A high school basketball coach learns that his star player is pregnant--with his child. A lonely woman reflects on her failed marriage and the single act of violence, years buried, that brought about its destruction. In these eight beautifully written, achingly poignant, and occasionally heartbreaking stories, the fine line between right and wrong, good and bad, love and violence is walked over and over again.
In "Good Girl," a depressed widower is forced to decide between the love of a good woman and the love of his own deeply flawed son. In another part of town and another time, thirteen-year-old Ellen, the central figure of "Theory of Realty," is discovering the menaces of being "at that age": too old for the dolls of her girlhood, too young to understand the weaknesses of the adults who surround her. The linked stories "Parts" and "Proof of God" offer distinct but equally correct versions of a brutal crime--one from the perspective of the victim's mother, one from the killer's.

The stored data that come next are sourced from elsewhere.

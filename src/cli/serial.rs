use crossterm::style::Stylize;
use dialoguer::{theme::ColorfulTheme, Confirm, Select};
use log::debug;
use serialport::{available_ports, SerialPortInfo, SerialPortType, UsbPortInfo};

use super::config::{Config, UsbDevice};
use crate::error::Error;

/// Name of the serial port to connect to.
///
/// A port given on the command line takes precedence over the one in the
/// configuration file. Without either the user selects one of the detected
/// ports, unless there is exactly one and it belongs to a known device.
pub fn serial_port_name(port: Option<&str>, config: &Config) -> Result<String, Error> {
    if let Some(port) = port.or(config.connection.serial.as_deref()) {
        debug!("Using configured serial port {port}");
        return Ok(port.to_owned());
    }

    let ports = detect_usb_serial_ports()?;
    let (port, matches) = select_serial_port(ports, config)?;

    if let SerialPortType::UsbPort(usb_info) = &port.port_type {
        if !matches {
            let remember = Confirm::with_theme(&ColorfulTheme::default())
                .with_prompt("Remember this serial port for future use?")
                .interact_opt()?
                .unwrap_or_default();

            if remember {
                // Failing to save is not a reason to stop burning
                if let Err(e) = config.save_with(|config| {
                    config.usb_device.push(UsbDevice {
                        vid: usb_info.vid,
                        pid: usb_info.pid,
                    })
                }) {
                    eprintln!("Failed to save config {e}");
                }
            }
        }
    }

    Ok(port.port_name)
}

fn detect_usb_serial_ports() -> Result<Vec<SerialPortInfo>, Error> {
    let ports = available_ports()?
        .into_iter()
        .filter(|port_info| {
            matches!(
                &port_info.port_type,
                SerialPortType::UsbPort(..) | SerialPortType::Unknown
            )
        })
        .collect::<Vec<_>>();

    Ok(ports)
}

/// USB UART adapters which are known to be on common dev boards
const KNOWN_DEVICES: &[UsbDevice] = &[
    UsbDevice {
        vid: 0x10c4,
        pid: 0xea60,
    }, // Silicon Labs CP210x UART Bridge
    UsbDevice {
        vid: 0x1a86,
        pid: 0x7523,
    }, // QinHeng Electronics CH340 serial converter
    UsbDevice {
        vid: 0x303a,
        pid: 0x1001,
    }, // Espressif USB-JTAG-Serial
];

fn select_serial_port(
    ports: Vec<SerialPortInfo>,
    config: &Config,
) -> Result<(SerialPortInfo, bool), Error> {
    let device_matches = |info: &UsbPortInfo| {
        config
            .usb_device
            .iter()
            .chain(KNOWN_DEVICES.iter())
            .any(|dev| dev.matches(info))
    };

    if ports.len() > 1 {
        println!(
            "Detected {} serial ports. Ports which match a known common dev board are highlighted.\n",
            ports.len()
        );

        let port_names = ports
            .iter()
            .map(|port_info| match &port_info.port_type {
                SerialPortType::UsbPort(info) => {
                    let formatted = if device_matches(info) {
                        port_info.port_name.as_str().bold()
                    } else {
                        port_info.port_name.as_str().reset()
                    };

                    match &info.product {
                        Some(product) => format!("{formatted} - {product}"),
                        None => formatted.to_string(),
                    }
                }
                _ => port_info.port_name.clone(),
            })
            .collect::<Vec<_>>();

        let index = Select::with_theme(&ColorfulTheme::default())
            .items(&port_names)
            .default(0)
            .interact_opt()?
            .ok_or(Error::Cancelled)?;

        let port_info = ports
            .get(index)
            .ok_or_else(|| Error::SerialNotFound(format!("#{index}")))?;
        let matches = match &port_info.port_type {
            SerialPortType::UsbPort(usb_info) => device_matches(usb_info),
            _ => false,
        };

        Ok((port_info.to_owned(), matches))
    } else if let [port] = ports.as_slice() {
        let port_info = match &port.port_type {
            SerialPortType::UsbPort(info) => info.clone(),
            _ => UsbPortInfo {
                vid: 0,
                pid: 0,
                serial_number: None,
                manufacturer: None,
                product: None,
            },
        };

        if device_matches(&port_info) {
            Ok((port.to_owned(), true))
        } else if confirm_port(&port.port_name, &port_info)? {
            Ok((port.to_owned(), false))
        } else {
            Err(Error::SerialNotFound(port.port_name.clone()))
        }
    } else {
        Err(Error::NoSerial)
    }
}

fn confirm_port(port_name: &str, port_info: &UsbPortInfo) -> Result<bool, Error> {
    Confirm::with_theme(&ColorfulTheme::default())
        .with_prompt(match &port_info.product {
            Some(product) => format!("Use serial port '{port_name}' - {product}?"),
            None => format!("Use serial port '{port_name}'?"),
        })
        .interact_opt()?
        .ok_or(Error::Cancelled)
}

Written with extraordinary empathy and maturity, and with the breadth and complexity of a novel, Jones's stories shed light on the darkness of the human condition.

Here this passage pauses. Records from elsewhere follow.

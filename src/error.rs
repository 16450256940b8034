//! Library and application errors

use std::{
    fmt::{Display, Formatter},
    io,
    path::PathBuf,
};

use miette::Diagnostic;
use slip_codec::SlipError;
use strum::VariantNames;
use thiserror::Error;

use crate::{command::CommandType, target::Chip};

/// All possible errors returned by espefuse
#[derive(Debug, Diagnostic, Error)]
#[non_exhaustive]
pub enum Error {
    #[error("Invalid configuration: {0}")]
    #[diagnostic(code(espefuse::configuration))]
    Configuration(String),

    #[error("Unable to detect the connected chip: {0}")]
    #[diagnostic(
        code(espefuse::chip_detect_error),
        help("Supported chips are: {}\n\
              If your chip is supported, try hard-resetting the device and try again, \
              or select the chip explicitly with `-c/--chip`",
             Chip::VARIANTS.join(", "))
    )]
    ChipDetect(String),

    #[error("Chip provided ({0}) with `-c/--chip` does not match the detected chip ({1})")]
    #[diagnostic(
        code(espefuse::chip_mismatch),
        help("Ensure that the correct chip is selected, or use `--chip auto` to autodetect the chip")
    )]
    ChipMismatch(String, String),

    #[error("Unsupported chip ({0})")]
    #[diagnostic(
        code(espefuse::unsupported_chip),
        help("Supported chips are: {}", Chip::VARIANTS.join(", "))
    )]
    UnsupportedChip(String),

    #[error("Unknown operation: {0}")]
    #[diagnostic(
        code(espefuse::unknown_operation),
        help("Run `espefuse --help` to list the operations supported by the selected chip")
    )]
    UnknownOperation(String),

    #[error("Operation `{0}` is registered more than once")]
    #[diagnostic(code(espefuse::duplicate_operation))]
    DuplicateOperation(String),

    #[error("The device is not connected")]
    #[diagnostic(
        code(espefuse::not_connected),
        help("This handle was created without connecting and can only be used to list operations")
    )]
    NotConnected,

    #[error("Operation was cancelled by the user")]
    #[diagnostic(code(espefuse::cancelled))]
    Cancelled,

    #[error("No serial ports could be detected")]
    #[diagnostic(
        code(espefuse::no_serial),
        help("Make sure you have connected a device to the host system, or use `--virt` to work on an emulated chip")
    )]
    NoSerial,

    #[error("The serial port '{0}' could not be found")]
    #[diagnostic(
        code(espefuse::serial_not_found),
        help("Make sure the correct device is connected to the host system")
    )]
    SerialNotFound(String),

    #[error("Unknown eFuse field `{name}` for the {chip}")]
    #[diagnostic(
        code(espefuse::unknown_field),
        help("Run `espefuse --chip {chip} summary` to list the available fields")
    )]
    UnknownField { chip: Chip, name: String },

    #[error("Unknown eFuse block `{0}`")]
    #[diagnostic(code(espefuse::unknown_block))]
    UnknownBlock(String),

    #[error("Invalid eFuse block index: {0}")]
    #[diagnostic(code(espefuse::invalid_efuse_block))]
    InvalidEfuseBlock(u32),

    #[error("Invalid value `{value}` for {name}: {reason}")]
    #[diagnostic(code(espefuse::invalid_value))]
    InvalidValue {
        name: String,
        value: String,
        reason: String,
    },

    #[error("{0} is write protected and can no longer be burned")]
    #[diagnostic(code(espefuse::write_protected))]
    WriteProtected(String),

    #[error("{0} can not be read or write protected")]
    #[diagnostic(code(espefuse::not_protectable))]
    NotProtectable(String),

    #[error("Burning {name} would require clearing already burned bits ({burned:#x} -> {requested:#x})")]
    #[diagnostic(
        code(espefuse::cannot_clear_bits),
        help("eFuse bits can only ever be changed from 0 to 1")
    )]
    CannotClearBits {
        name: String,
        burned: u128,
        requested: u128,
    },

    #[error("{0} already contains data and is protected by a coding scheme")]
    #[diagnostic(
        code(espefuse::block_already_written),
        help("Blocks using 3/4 or Reed-Solomon encoding can only be burned once")
    )]
    BlockAlreadyWritten(String),

    #[error("{block} uses an unsupported coding scheme ({scheme})")]
    #[diagnostic(code(espefuse::unsupported_coding_scheme))]
    UnsupportedCodingScheme { block: String, scheme: String },

    #[error("Data of {len} bytes does not fit into {block} ({max} bytes available)")]
    #[diagnostic(code(espefuse::data_too_large))]
    DataTooLarge {
        block: String,
        len: usize,
        max: usize,
    },

    #[error("Verification of {0} failed after burning")]
    #[diagnostic(
        code(espefuse::burn_verify_failed),
        help("The chip may be damaged or the programming voltage may be out of range")
    )]
    BurnVerifyFailed(String),

    #[error("The eFuse controller did not finish the command in time")]
    #[diagnostic(code(espefuse::controller_timeout))]
    ControllerTimeout,

    #[error("The {chip} does not support {feature}")]
    #[diagnostic(code(espefuse::unsupported_feature))]
    UnsupportedFeature { chip: Chip, feature: String },

    #[error("Address {0:#010x} is outside of the emulated eFuse register space")]
    #[diagnostic(code(espefuse::emulated_address))]
    EmulatedAddressOutOfRange(u32),

    #[error("The eFuse image {path} is {len} bytes long, expected {expected} bytes")]
    #[diagnostic(
        code(espefuse::corrupt_efuse_file),
        help("Delete the file to start from a fresh emulated chip")
    )]
    CorruptEfuseFile {
        path: PathBuf,
        len: usize,
        expected: usize,
    },

    #[error("Failed to open file: {0}")]
    #[diagnostic(code(espefuse::file_open))]
    FileOpenError(String, #[source] io::Error),

    #[error("Failed to write file: {0}")]
    #[diagnostic(code(espefuse::file_write))]
    FileWriteError(String, #[source] io::Error),

    #[error(transparent)]
    #[diagnostic(code(espefuse::cli))]
    Cli(#[from] clap::Error),

    #[cfg(feature = "cli")]
    #[error(transparent)]
    #[diagnostic(code(espefuse::dialoguer_error))]
    DialoguerError(#[from] dialoguer::Error),

    #[error("Invalid response length, expected >= {expected}, got {got}")]
    #[diagnostic(code(espefuse::invalid_response))]
    InvalidResponse { expected: usize, got: usize },

    #[error("Error while connecting to device")]
    #[diagnostic(transparent)]
    Connection(#[source] ConnectionError),

    #[error("The bootloader returned an error")]
    #[diagnostic(transparent)]
    RomError(#[from] RomError),
}

impl From<io::Error> for Error {
    fn from(err: io::Error) -> Self {
        Self::Connection(err.into())
    }
}

impl From<serialport::Error> for Error {
    fn from(err: serialport::Error) -> Self {
        Self::Connection(err.into())
    }
}

impl From<SlipError> for Error {
    fn from(err: SlipError) -> Self {
        Self::Connection(err.into())
    }
}

impl From<ConnectionError> for Error {
    fn from(err: ConnectionError) -> Self {
        Self::Connection(err)
    }
}

/// Connection-related errors
#[derive(Debug, Diagnostic, Error)]
#[non_exhaustive]
pub enum ConnectionError {
    #[error("Failed to connect to the device")]
    #[diagnostic(
        code(espefuse::connection_failed),
        help("Ensure that the device is connected and the reset and boot pins are not being held down")
    )]
    ConnectionFailed,

    #[error("Serial port not found")]
    #[diagnostic(
        code(espefuse::device_not_found),
        help("Ensure that the device is connected and your host recognizes the serial adapter")
    )]
    DeviceNotFound,

    #[error("Received packet has invalid SLIP framing")]
    #[diagnostic(
        code(espefuse::slip_framing),
        help("Try hard-resetting the device and try again, if the error persists your ROM may be corrupted")
    )]
    FramingError,

    #[error("Download mode successfully detected, but getting no sync reply")]
    #[diagnostic(
        code(espefuse::no_sync_reply),
        help("The serial TX path seems to be down")
    )]
    NoSyncReply,

    #[error("Received packet to large for buffer")]
    #[diagnostic(
        code(espefuse::oversized_packet),
        help("Try hard-resetting the device and try again, if the error persists your ROM may be corrupted")
    )]
    OverSizedPacket,

    #[error("Failed to read the available bytes on the serial port. Available bytes: {0}, Read bytes: {1}")]
    #[diagnostic(code(espefuse::read_mismatch))]
    ReadMismatch(u32, u32),

    #[error("Timeout while running {0}command")]
    #[diagnostic(code(espefuse::timeout))]
    Timeout(TimedOutCommand),

    #[error("IO error while using serial port: {0}")]
    #[diagnostic(code(espefuse::serial_error))]
    Serial(#[source] serialport::Error),

    #[error("Wrong boot mode detected ({0})! The chip needs to be in download mode.")]
    #[diagnostic(code(espefuse::wrong_boot_mode))]
    WrongBootMode(String),
}

impl From<io::Error> for ConnectionError {
    fn from(err: io::Error) -> Self {
        from_error_kind(err.kind(), err)
    }
}

impl From<serialport::Error> for ConnectionError {
    fn from(err: serialport::Error) -> Self {
        use serialport::ErrorKind;

        match err.kind() {
            ErrorKind::Io(kind) => from_error_kind(kind, err),
            ErrorKind::NoDevice => ConnectionError::DeviceNotFound,
            _ => ConnectionError::Serial(err),
        }
    }
}

impl From<SlipError> for ConnectionError {
    fn from(err: SlipError) -> Self {
        match err {
            SlipError::FramingError => Self::FramingError,
            SlipError::OversizedPacket => Self::OverSizedPacket,
            SlipError::ReadError(io) => Self::from(io),
            SlipError::EndOfStream => Self::FramingError,
        }
    }
}

/// An executed command which has timed out
#[derive(Clone, Debug, Default)]
pub struct TimedOutCommand {
    command: Option<CommandType>,
}

impl Display for TimedOutCommand {
    fn fmt(&self, f: &mut Formatter<'_>) -> std::fmt::Result {
        match &self.command {
            Some(command) => write!(f, "{command} "),
            None => Ok(()),
        }
    }
}

impl From<CommandType> for TimedOutCommand {
    fn from(ct: CommandType) -> Self {
        TimedOutCommand { command: Some(ct) }
    }
}

/// Errors originating from a device's ROM functionality
#[derive(Clone, Copy, Debug, Default, Diagnostic, Error, strum::FromRepr)]
#[non_exhaustive]
#[repr(u8)]
pub enum RomErrorKind {
    #[error("Invalid message received")]
    #[diagnostic(code(espefuse::rom::invalid_message))]
    InvalidMessage = 0x05,

    #[error("Bootloader failed to execute command")]
    #[diagnostic(code(espefuse::rom::failed))]
    FailedToAct = 0x06,

    #[error("Received message has invalid CRC")]
    #[diagnostic(code(espefuse::rom::crc))]
    InvalidCrc = 0x07,

    #[error("Bad data length")]
    #[diagnostic(code(espefuse::rom::data_len))]
    BadDataLen = 0xc0,

    #[error("Bad data checksum")]
    #[diagnostic(code(espefuse::rom::data_crc))]
    BadDataChecksum = 0xc1,

    #[error("Invalid command")]
    #[diagnostic(code(espefuse::rom::cmd))]
    InvalidCommand = 0xc3,

    #[default]
    #[error("Other")]
    #[diagnostic(code(espefuse::rom::other))]
    Other = 0xff,
}

impl From<u8> for RomErrorKind {
    fn from(raw: u8) -> Self {
        Self::from_repr(raw).unwrap_or_default()
    }
}

/// An error originating from a device's ROM functionality
#[derive(Clone, Copy, Debug, Diagnostic, Error)]
#[error("Error while running {command} command")]
#[non_exhaustive]
pub struct RomError {
    command: CommandType,
    #[source]
    kind: RomErrorKind,
}

impl RomError {
    pub fn new(command: CommandType, kind: RomErrorKind) -> RomError {
        RomError { command, kind }
    }
}

pub(crate) trait ResultExt {
    /// Mark the command from which this error originates
    fn for_command(self, command: CommandType) -> Self;
}

impl<T> ResultExt for Result<T, Error> {
    fn for_command(self, command: CommandType) -> Self {
        match self {
            Err(Error::Connection(ConnectionError::Timeout(_))) => {
                Err(Error::Connection(ConnectionError::Timeout(command.into())))
            }
            res => res,
        }
    }
}

fn from_error_kind<E>(kind: io::ErrorKind, err: E) -> ConnectionError
where
    E: Into<serialport::Error>,
{
    use io::ErrorKind;

    match kind {
        ErrorKind::TimedOut => ConnectionError::Timeout(TimedOutCommand::default()),
        ErrorKind::NotFound => ConnectionError::DeviceNotFound,
        _ => ConnectionError::Serial(err.into()),
    }
}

The eight stories in this debut collection maintain a sense of isolation and loss while depicting and dissecting the lives of drifting characters making questionable decisions in a quiet Kentucky town. In the title piece, a father is faced with a moral quandary when his 19-year-old son is accused of raping a local teenager. The others follow similar themes of emotional voids and gaps in trust. In "Upright Man," a college-bound town kid, Matt, befriends "large and muscular and handsome" country-boy Robbie while doing manual labor the summer after graduation. Though Robbie helps Matt get his first girlfriend, Matt secretly desires Robbie's girl and discovers how easily betrayal overcomes good intentions. The strongest entries are "Parts" and "Proof of God," opposite sides of the same tale, narrated in turn by the mother who loses her daughter in a horrific crime, and the college classmate who killed her. Throughout each, the fallible characters are handled with delicate honesty. Though the setting tends to feel repetitive, Jones writes with grace and ease, the selections adding up to a powerful sum of reflection, loss and regret.